I don't know exactly when it happened that trying to get pregnant took over my every waking thought(hmm, one month after we started?) but now that we are on the verge of IVF(something I dreaded since being told it would be the only way a year and a half ago) I am suddenly feeling myself waking up, back to my old self, or at least remembering that old self. The person who would rather be creating than watching tv(avoidance) or surfing the net(comfort/education/avoidance).
One thing that is helping me with this feeling of renewal is listening to old favorite music. The drive to our IVF clinic is 40 minutes on a good day, add traffic(which is a likelihood in the DC area) and you can imagine the sitting and grumping. A couple of weeks ago, on my drive to get my birth control pills(we are taking part in a study, more about that in another entry) I heard a song on the radio, Smashing Pumpkins "Today" which is a very hopeful song.
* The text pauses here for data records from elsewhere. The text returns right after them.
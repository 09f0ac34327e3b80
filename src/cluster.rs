use byteorder::{ByteOrder, LittleEndian};

/// Timestamp (8) + block count (2).
pub const CLUSTER_HEADER_SIZE:     usize = 10;
/// Size of one raw caption byte triplet.
pub const RCWT_BLOCK_SIZE:         usize = 3;
pub const RCWT_CLUSTER_MAX_BLOCKS: usize = u16::MAX as usize;

/// Fixed prefix of every cluster.  All fields are little-endian, unlike the
/// file header.
#[derive(Debug, Clone, Copy, PartialEq, Eq)]
pub struct ClusterHeader {
    /// Milliseconds in the stream's own time base.  Not range-checked and
    /// not required to be monotonic.
    pub timestamp:   i64,
    pub block_count: u16,
}

impl ClusterHeader {
    pub fn parse(buf: &[u8; CLUSTER_HEADER_SIZE]) -> Self {
        Self {
            timestamp:   LittleEndian::read_i64(&buf[0..8]),
            block_count: LittleEndian::read_u16(&buf[8..10]),
        }
    }

    /// Number of payload bytes that follow this header.
    pub fn payload_size(&self) -> usize {
        self.block_count as usize * RCWT_BLOCK_SIZE
    }

    pub fn is_empty(&self) -> bool {
        self.block_count == 0
    }
}
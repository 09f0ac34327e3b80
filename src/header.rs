//! RCWT file header — fixed 11-byte prefix.
//!
//! # Layout
//!
//! | offset | size | field          | endianness | constraint                      |
//! |--------|------|----------------|------------|---------------------------------|
//! | 0      | 2    | magic          | big        | `0xCCCC`                        |
//! | 2      | 1    | format tag     | —          | `0xED`                          |
//! | 3      | 1    | writer id      | —          | `0xCC` (ccextractor) or `0xFF`  |
//! | 4      | 1    | writer sub id  | —          | `0x00`                          |
//! | 5      | 1    | writer version | —          | `0x60` when writer id is `0xFF` |
//! | 6      | 2    | format version | big        | `0x0001` (version 0.001)        |
//! | 8      | 3    | reserved       | —          | not validated                   |
//!
//! The header is validated once when a stream is opened and is not needed
//! afterwards; nothing past byte 11 is ever consumed by [`RcwtHeader::read`].

use byteorder::{BigEndian, ByteOrder};
use std::io::{self, Read};
use std::path::Path;
use thiserror::Error;
use tracing::error;

pub const RCWT_HEADER_SIZE:      usize = 11;
pub const RCWT_MAGIC:            u16   = 0xCCCC;
pub const RCWT_FORMAT_TAG:       u8    = 0xED;
pub const RCWT_FORMAT_VERSION:   u16   = 0x0001;

pub const WRITER_ID_CCEXTRACTOR: u8 = 0xCC;
pub const WRITER_ID_NATIVE:      u8 = 0xFF;
pub const WRITER_SUB_ID:         u8 = 0x00;
/// The only writer version accepted for files produced by the native writer.
pub const NATIVE_WRITER_VERSION: u8 = 0x60;

/// Highest score a prober can return.
pub const PROBE_SCORE_MAX:  u8 = 100;
/// Score for a buffer carrying the 3-byte RCWT signature.  Only three bytes
/// are matched, so other probers may claim the same input.
pub const PROBE_SCORE_RCWT: u8 = 50;

/// Extensions RCWT captures are conventionally saved with.
pub const FILE_EXTENSIONS: &[&str] = &["bin"];

#[derive(Error, Debug)]
pub enum HeaderError {
    #[error("Input is not an RCWT file (header needs 11 bytes, got {available})")]
    TooShort { available: usize },
    #[error("Input is not an RCWT file (signature {found:02X?})")]
    BadSignature { found: [u8; 3] },
    #[error("Input writing application {writer_id:02X}{sub_id:02X} is not supported, \
             only 0xCC00 (ccextractor) or 0xFF00 are compatible")]
    UnsupportedWriter { writer_id: u8, sub_id: u8 },
    #[error("Input RCWT version {0:#06x} is not compatible (only version 0.001 is known)")]
    UnsupportedVersion(u16),
    #[error("Input was written by an unsupported writer version {0:#04x}, consider upgrading")]
    UnsupportedWriterVersion(u8),
    #[error("IO error: {0}")]
    Io(#[from] io::Error),
}

impl HeaderError {
    /// True when the input is not RCWT at all (as opposed to an RCWT
    /// variant this reader does not understand).  Callers probing several
    /// formats should move on to the next parser in this case.
    pub fn is_format_mismatch(&self) -> bool {
        matches!(self, HeaderError::TooShort { .. } | HeaderError::BadSignature { .. })
    }
}

/// Application that produced the file.
#[derive(Debug, Clone, Copy, PartialEq, Eq, serde::Serialize)]
pub enum Writer {
    CcExtractor,
    Native,
}

impl Writer {
    pub fn from_id(id: u8) -> Option<Self> {
        match id {
            WRITER_ID_CCEXTRACTOR => Some(Writer::CcExtractor),
            WRITER_ID_NATIVE      => Some(Writer::Native),
            _                     => None,
        }
    }

    pub fn id(self) -> u8 {
        match self {
            Writer::CcExtractor => WRITER_ID_CCEXTRACTOR,
            Writer::Native      => WRITER_ID_NATIVE,
        }
    }

    pub fn name(self) -> &'static str {
        match self {
            Writer::CcExtractor => "ccextractor",
            Writer::Native      => "native",
        }
    }
}

/// Parsed view of a validated header.
#[derive(Debug, Clone, PartialEq, Eq, serde::Serialize)]
pub struct RcwtHeader {
    pub writer:         Writer,
    pub writer_version: u8,
    pub format_version: u16,
    pub reserved:       [u8; 3],
}

impl RcwtHeader {
    /// Read exactly [`RCWT_HEADER_SIZE`] bytes (or fewer at end of stream)
    /// and validate them.
    pub fn read<R: Read>(reader: R) -> Result<Self, HeaderError> {
        let mut buf = Vec::with_capacity(RCWT_HEADER_SIZE);
        reader.take(RCWT_HEADER_SIZE as u64).read_to_end(&mut buf)?;
        validate(&buf).map_err(|e| {
            error!(error = %e, "rejecting RCWT header");
            e
        })
    }
}

/// Validate a header prefix.
///
/// Checks run in a fixed order and the first failure is returned:
/// length, signature, writer, format version, then the native writer's
/// version byte.
pub fn validate(bytes: &[u8]) -> Result<RcwtHeader, HeaderError> {
    if bytes.len() < RCWT_HEADER_SIZE {
        return Err(HeaderError::TooShort { available: bytes.len() });
    }
    let header = &bytes[..RCWT_HEADER_SIZE];

    if BigEndian::read_u16(&header[0..2]) != RCWT_MAGIC || header[2] != RCWT_FORMAT_TAG {
        return Err(HeaderError::BadSignature { found: [header[0], header[1], header[2]] });
    }

    let writer = match (Writer::from_id(header[3]), header[4]) {
        (Some(w), WRITER_SUB_ID) => w,
        _ => {
            return Err(HeaderError::UnsupportedWriter {
                writer_id: header[3],
                sub_id:    header[4],
            })
        }
    };

    let format_version = BigEndian::read_u16(&header[6..8]);
    if format_version != RCWT_FORMAT_VERSION {
        return Err(HeaderError::UnsupportedVersion(format_version));
    }

    let writer_version = header[5];
    if writer == Writer::Native && writer_version != NATIVE_WRITER_VERSION {
        return Err(HeaderError::UnsupportedWriterVersion(writer_version));
    }

    Ok(RcwtHeader {
        writer,
        writer_version,
        format_version,
        reserved: [header[8], header[9], header[10]],
    })
}

/// Score how likely `buf` is the start of an RCWT stream.
///
/// Only the 3-byte signature is inspected, and the buffer must extend past
/// the header so that a bare header is not mistaken for a capture.
pub fn probe(buf: &[u8]) -> u8 {
    if buf.len() > RCWT_HEADER_SIZE
        && BigEndian::read_u16(&buf[0..2]) == RCWT_MAGIC
        && buf[2] == RCWT_FORMAT_TAG
    {
        PROBE_SCORE_RCWT
    } else {
        0
    }
}

/// True when `path` ends in one of [`FILE_EXTENSIONS`] (case-insensitive).
pub fn has_rcwt_extension(path: &Path) -> bool {
    path.extension()
        .and_then(|e| e.to_str())
        .map(|e| FILE_EXTENSIONS.iter().any(|x| x.eq_ignore_ascii_case(e)))
        .unwrap_or(false)
}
I turned up the radio, cheered up, and had a bright idea.
I thought, "I will get Mr. Seed to make me a mix cd, and it will be all music I love." I called him to tell him my idea and he was all for it. Normally, if he makes me a mix it takes him a month and is very savvy and produced well and has many songs I don't know that he wants me to. I said, "this is no time to 'edu-macate' me." and he agreed.
So, I started with a handwritten list and then started thinking, "Don't forget about her, you love her." but it has been so long since I've listened to some music that I had to bring out the cd's and listen to them all the way through.
Our table has a pile on it: the Cure, John Lennon, Sarah McLachlan, Bjork, Jane's Addiction, Iron & Wine, Sting, the Beatles, Paul Simon and many many more.
I have been dancing in my kitchen and singing heartily. I am coming back to me.